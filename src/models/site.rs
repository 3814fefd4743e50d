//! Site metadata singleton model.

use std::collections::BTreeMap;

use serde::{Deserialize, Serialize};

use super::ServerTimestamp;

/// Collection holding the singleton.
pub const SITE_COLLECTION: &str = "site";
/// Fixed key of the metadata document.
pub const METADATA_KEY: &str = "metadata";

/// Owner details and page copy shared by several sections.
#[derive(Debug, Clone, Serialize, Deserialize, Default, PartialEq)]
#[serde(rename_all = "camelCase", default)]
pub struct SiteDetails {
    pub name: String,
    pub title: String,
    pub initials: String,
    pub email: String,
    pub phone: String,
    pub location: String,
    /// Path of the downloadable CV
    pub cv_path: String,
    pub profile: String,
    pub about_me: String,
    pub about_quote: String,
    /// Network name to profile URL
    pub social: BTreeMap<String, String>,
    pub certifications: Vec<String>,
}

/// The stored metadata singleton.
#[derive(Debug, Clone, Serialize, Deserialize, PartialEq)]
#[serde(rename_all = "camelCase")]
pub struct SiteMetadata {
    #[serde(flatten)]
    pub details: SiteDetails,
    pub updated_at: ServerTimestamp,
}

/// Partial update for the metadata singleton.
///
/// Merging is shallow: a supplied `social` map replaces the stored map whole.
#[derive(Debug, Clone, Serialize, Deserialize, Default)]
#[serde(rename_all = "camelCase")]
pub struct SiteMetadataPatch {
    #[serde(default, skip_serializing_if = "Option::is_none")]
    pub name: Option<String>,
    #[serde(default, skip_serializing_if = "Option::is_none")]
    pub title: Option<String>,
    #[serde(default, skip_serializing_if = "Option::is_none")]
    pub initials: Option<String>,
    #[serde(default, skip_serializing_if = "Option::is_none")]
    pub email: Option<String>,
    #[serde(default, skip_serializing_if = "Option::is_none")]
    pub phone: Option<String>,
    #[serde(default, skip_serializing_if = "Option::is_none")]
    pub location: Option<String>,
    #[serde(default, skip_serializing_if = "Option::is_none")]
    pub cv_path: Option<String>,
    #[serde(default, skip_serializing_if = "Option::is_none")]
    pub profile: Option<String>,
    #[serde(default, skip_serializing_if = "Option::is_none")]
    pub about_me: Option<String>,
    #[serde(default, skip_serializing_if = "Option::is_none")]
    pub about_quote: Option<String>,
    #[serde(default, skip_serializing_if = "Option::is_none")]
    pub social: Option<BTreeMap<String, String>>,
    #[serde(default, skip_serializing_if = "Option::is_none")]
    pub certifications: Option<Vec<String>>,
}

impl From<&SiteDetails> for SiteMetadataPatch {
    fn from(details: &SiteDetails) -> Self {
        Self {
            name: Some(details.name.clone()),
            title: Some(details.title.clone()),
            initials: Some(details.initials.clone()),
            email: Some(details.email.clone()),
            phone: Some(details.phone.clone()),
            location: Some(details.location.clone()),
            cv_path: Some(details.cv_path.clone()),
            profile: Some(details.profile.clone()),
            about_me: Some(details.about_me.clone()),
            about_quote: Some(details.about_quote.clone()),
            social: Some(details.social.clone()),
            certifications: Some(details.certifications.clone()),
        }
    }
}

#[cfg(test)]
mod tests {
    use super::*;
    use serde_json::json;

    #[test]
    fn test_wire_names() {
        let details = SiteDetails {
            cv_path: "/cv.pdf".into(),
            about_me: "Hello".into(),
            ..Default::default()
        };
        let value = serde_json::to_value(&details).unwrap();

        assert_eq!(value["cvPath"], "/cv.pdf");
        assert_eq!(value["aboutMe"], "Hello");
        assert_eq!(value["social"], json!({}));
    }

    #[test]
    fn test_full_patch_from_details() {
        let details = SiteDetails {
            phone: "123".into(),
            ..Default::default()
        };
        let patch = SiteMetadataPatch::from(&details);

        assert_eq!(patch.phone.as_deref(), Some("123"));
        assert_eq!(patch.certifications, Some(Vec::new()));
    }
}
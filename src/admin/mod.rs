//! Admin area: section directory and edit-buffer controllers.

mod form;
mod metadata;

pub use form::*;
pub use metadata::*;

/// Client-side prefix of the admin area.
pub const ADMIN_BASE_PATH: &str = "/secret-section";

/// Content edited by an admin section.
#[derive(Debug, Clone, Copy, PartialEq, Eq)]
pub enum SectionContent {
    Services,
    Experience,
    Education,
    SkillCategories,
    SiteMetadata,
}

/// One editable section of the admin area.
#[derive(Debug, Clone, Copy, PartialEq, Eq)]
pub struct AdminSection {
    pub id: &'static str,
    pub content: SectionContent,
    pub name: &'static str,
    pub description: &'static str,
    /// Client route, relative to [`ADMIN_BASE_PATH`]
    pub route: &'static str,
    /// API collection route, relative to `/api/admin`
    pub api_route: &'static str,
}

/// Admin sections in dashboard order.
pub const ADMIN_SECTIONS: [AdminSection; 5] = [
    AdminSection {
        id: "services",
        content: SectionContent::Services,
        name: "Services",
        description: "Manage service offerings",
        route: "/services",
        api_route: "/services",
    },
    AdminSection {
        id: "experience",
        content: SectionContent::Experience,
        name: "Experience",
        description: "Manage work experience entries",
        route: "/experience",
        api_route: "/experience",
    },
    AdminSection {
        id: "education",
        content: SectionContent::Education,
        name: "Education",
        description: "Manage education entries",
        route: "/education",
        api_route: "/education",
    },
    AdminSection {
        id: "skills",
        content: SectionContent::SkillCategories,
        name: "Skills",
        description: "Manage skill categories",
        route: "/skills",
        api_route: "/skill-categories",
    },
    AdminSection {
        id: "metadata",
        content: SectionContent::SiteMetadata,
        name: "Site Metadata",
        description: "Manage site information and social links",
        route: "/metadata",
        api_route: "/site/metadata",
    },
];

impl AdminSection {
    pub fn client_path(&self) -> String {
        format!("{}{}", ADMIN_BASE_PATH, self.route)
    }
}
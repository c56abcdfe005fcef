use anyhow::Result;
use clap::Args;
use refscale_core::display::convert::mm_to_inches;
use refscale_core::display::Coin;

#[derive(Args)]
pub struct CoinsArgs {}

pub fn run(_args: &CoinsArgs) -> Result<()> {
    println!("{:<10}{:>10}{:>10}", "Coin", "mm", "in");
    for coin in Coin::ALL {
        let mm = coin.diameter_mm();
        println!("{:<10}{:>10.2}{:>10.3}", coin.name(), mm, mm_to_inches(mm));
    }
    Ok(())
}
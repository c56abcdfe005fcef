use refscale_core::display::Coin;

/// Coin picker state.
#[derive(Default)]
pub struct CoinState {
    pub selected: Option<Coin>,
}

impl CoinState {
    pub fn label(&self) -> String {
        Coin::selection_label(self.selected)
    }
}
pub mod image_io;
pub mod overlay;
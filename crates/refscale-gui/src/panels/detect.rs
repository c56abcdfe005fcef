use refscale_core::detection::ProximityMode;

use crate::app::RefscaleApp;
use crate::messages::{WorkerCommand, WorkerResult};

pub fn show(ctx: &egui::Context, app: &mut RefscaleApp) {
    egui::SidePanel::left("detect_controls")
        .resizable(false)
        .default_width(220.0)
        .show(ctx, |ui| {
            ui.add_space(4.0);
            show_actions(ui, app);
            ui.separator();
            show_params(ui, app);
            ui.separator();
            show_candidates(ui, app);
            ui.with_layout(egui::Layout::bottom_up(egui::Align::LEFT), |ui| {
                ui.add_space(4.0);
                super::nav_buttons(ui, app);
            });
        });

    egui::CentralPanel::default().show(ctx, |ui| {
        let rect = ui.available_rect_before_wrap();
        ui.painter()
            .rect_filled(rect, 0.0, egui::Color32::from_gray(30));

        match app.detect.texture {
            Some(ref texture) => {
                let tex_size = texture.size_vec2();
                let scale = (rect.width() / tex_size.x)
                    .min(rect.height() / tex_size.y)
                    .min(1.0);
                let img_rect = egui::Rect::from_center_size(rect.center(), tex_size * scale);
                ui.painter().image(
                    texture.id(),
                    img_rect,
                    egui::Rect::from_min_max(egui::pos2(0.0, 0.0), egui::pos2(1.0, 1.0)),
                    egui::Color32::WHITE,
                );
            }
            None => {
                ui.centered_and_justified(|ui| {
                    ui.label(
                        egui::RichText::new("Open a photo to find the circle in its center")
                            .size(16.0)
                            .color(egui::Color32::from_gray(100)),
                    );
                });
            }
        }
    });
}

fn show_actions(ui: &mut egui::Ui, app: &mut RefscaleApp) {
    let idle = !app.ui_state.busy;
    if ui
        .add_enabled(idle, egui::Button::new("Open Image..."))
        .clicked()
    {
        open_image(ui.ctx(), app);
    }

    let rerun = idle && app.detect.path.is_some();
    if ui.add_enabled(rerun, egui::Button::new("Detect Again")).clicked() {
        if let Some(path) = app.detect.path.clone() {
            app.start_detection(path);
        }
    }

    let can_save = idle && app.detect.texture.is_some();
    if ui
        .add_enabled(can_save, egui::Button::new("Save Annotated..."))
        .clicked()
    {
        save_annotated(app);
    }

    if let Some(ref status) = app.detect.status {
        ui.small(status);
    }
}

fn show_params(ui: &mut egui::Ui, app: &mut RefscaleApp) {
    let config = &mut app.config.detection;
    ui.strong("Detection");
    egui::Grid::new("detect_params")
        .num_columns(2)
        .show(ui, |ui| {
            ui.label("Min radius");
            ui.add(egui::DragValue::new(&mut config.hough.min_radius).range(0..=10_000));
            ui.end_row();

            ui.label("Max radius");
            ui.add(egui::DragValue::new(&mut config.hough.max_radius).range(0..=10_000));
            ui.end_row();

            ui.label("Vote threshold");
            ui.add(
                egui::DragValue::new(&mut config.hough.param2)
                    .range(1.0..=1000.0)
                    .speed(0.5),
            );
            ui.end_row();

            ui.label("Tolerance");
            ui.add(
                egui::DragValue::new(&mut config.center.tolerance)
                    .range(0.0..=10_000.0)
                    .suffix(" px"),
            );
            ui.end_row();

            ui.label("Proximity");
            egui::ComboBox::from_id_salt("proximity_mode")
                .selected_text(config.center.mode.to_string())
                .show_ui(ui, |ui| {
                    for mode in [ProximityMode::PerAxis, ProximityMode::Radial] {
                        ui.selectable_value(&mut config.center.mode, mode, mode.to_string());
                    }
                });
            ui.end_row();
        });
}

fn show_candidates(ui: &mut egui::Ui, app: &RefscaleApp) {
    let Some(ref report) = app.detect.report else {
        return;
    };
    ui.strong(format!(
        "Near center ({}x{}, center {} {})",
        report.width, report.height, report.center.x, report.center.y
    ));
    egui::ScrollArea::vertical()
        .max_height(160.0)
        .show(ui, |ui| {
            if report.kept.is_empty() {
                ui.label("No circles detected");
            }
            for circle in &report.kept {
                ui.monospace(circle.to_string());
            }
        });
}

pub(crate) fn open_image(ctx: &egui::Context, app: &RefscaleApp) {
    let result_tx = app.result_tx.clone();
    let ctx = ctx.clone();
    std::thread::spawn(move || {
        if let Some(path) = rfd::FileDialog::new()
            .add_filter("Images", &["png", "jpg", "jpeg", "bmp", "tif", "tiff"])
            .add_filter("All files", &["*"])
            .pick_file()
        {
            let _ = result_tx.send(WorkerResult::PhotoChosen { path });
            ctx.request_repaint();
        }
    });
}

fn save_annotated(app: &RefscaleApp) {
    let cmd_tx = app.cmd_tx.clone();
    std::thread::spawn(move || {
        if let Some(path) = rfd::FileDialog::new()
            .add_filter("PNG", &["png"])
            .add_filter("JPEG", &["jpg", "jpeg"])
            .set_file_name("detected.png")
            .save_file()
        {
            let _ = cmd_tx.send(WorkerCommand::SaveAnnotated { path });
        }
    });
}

---

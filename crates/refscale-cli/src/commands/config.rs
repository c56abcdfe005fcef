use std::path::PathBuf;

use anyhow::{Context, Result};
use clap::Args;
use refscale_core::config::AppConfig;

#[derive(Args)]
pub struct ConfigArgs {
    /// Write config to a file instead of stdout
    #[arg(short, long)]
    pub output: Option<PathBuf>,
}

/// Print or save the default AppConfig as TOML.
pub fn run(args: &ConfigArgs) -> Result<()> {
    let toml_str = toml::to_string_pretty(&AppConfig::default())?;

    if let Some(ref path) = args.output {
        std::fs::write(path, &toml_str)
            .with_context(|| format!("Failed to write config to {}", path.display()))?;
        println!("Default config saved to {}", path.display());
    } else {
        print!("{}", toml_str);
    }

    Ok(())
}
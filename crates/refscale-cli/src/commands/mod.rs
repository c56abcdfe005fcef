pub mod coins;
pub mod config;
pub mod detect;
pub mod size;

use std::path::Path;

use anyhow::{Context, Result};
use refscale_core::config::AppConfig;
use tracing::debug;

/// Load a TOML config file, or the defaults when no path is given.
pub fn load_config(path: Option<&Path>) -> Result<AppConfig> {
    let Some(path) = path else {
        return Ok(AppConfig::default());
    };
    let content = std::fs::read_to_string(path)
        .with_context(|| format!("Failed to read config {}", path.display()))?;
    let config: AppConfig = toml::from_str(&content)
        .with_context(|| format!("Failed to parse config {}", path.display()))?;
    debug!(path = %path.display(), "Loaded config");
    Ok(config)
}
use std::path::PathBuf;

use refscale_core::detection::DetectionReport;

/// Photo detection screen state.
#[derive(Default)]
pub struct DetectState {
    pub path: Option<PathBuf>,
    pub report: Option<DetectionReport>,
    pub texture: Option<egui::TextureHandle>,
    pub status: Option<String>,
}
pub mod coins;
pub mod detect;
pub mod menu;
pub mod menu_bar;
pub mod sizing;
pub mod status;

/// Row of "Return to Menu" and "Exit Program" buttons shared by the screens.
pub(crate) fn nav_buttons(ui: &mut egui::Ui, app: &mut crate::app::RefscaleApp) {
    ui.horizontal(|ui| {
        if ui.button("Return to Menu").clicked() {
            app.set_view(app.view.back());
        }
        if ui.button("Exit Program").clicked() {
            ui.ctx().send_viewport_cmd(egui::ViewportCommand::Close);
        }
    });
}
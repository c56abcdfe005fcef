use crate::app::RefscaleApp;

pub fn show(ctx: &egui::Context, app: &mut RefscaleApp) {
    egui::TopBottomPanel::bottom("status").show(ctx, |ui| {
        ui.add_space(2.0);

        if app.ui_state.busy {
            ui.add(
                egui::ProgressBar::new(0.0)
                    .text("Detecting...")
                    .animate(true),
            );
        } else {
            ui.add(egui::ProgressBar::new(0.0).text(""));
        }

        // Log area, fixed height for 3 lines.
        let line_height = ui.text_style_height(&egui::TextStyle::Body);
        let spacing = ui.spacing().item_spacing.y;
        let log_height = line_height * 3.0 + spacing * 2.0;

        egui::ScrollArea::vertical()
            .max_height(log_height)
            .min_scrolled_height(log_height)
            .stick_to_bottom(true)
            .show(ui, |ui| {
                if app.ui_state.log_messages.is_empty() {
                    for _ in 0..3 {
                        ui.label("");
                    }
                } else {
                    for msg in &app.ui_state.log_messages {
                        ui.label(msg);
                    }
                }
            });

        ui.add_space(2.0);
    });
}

...

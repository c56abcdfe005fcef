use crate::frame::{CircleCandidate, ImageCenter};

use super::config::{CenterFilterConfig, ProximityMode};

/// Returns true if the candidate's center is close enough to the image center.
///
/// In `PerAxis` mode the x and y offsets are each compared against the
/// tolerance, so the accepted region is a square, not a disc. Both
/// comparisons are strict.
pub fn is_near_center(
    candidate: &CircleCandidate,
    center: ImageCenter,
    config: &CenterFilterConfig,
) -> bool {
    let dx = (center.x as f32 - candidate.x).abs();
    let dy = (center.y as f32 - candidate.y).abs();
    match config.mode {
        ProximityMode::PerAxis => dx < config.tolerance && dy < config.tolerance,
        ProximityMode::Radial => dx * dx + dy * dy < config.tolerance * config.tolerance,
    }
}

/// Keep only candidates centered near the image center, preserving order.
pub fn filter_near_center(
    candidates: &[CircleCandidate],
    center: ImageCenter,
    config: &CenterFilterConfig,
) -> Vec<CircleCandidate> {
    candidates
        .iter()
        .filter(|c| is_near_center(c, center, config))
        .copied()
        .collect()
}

_Task directions_. Respond with only the number of lines above that include the string "phone".

_Expected answer_. 5